• _ABOUT THIS EXERCISE_
Would you please copy each line of the data in which the string "into" occurs?

• _SUPPLIED DATA_
☆ ☆ ☆

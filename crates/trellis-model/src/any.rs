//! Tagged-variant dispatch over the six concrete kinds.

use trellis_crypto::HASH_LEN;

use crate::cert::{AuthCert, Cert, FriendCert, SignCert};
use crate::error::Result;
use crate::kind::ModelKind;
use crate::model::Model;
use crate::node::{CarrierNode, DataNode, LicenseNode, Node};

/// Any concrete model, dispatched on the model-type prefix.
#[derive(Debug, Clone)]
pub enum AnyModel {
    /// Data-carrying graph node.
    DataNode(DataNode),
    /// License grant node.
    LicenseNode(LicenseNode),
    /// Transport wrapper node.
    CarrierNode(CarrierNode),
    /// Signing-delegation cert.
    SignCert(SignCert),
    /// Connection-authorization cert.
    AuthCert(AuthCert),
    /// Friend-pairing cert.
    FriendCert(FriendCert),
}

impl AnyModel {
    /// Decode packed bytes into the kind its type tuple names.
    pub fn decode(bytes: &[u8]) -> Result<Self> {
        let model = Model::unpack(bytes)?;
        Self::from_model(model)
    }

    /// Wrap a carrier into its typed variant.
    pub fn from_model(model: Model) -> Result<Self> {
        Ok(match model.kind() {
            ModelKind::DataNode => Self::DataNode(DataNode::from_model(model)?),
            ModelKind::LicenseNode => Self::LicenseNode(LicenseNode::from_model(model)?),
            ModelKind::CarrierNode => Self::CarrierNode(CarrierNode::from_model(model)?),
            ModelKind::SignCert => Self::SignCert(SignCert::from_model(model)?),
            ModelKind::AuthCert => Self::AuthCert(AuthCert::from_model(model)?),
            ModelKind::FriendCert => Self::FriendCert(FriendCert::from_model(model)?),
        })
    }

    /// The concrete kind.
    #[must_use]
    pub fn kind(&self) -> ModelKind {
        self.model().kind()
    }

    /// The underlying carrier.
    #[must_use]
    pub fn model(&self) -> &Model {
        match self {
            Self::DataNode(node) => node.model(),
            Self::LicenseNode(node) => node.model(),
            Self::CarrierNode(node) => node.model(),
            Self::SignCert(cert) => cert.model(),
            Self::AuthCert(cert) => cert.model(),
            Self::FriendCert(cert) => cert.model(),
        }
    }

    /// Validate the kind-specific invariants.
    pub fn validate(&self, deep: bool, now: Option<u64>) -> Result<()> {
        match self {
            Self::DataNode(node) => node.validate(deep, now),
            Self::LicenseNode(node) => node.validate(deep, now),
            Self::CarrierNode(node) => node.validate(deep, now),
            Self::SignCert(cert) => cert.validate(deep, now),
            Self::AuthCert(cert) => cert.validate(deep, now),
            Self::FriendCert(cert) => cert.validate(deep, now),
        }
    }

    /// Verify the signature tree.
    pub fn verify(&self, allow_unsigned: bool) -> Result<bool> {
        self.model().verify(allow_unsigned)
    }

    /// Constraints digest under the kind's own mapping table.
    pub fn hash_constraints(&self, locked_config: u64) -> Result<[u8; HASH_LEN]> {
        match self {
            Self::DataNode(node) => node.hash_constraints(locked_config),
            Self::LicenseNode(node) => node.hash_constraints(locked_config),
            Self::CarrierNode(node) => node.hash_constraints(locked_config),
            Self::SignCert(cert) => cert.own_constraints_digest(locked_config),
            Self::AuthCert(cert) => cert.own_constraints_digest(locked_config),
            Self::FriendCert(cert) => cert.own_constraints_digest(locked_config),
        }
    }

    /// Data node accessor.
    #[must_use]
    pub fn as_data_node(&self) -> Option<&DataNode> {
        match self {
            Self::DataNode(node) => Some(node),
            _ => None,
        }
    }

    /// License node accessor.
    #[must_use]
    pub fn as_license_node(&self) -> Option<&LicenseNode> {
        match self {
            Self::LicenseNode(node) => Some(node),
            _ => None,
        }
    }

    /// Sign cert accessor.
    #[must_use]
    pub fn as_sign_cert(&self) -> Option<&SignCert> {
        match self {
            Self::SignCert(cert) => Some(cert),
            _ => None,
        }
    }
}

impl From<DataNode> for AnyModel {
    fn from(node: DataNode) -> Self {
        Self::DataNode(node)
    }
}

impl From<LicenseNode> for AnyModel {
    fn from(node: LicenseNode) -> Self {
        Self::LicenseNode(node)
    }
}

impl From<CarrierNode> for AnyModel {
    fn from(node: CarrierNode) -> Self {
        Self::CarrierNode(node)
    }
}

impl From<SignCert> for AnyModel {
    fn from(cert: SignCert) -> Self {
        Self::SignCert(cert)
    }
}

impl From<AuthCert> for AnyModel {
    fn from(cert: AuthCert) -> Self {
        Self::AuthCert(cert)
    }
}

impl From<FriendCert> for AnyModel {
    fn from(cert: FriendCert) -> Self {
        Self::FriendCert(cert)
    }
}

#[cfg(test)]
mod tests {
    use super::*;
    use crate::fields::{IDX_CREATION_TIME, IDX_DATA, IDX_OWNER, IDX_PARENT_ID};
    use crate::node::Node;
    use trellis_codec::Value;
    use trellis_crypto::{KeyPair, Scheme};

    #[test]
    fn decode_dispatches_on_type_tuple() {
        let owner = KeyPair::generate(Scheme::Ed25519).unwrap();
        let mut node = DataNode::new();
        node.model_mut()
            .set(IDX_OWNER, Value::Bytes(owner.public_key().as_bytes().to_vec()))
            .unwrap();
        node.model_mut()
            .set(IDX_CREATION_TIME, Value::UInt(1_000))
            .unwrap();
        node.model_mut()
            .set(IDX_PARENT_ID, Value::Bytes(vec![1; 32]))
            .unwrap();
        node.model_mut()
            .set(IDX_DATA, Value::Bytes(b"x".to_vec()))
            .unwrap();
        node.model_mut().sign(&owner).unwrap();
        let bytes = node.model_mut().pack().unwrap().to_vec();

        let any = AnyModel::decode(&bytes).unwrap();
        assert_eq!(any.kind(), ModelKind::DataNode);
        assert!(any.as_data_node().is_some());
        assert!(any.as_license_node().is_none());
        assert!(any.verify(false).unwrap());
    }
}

☆ ☆ ☆

• _EXPECTED ANSWER_
    /// Decode packed bytes into the kind its type tuple names.
    /// Wrap a carrier into its typed variant.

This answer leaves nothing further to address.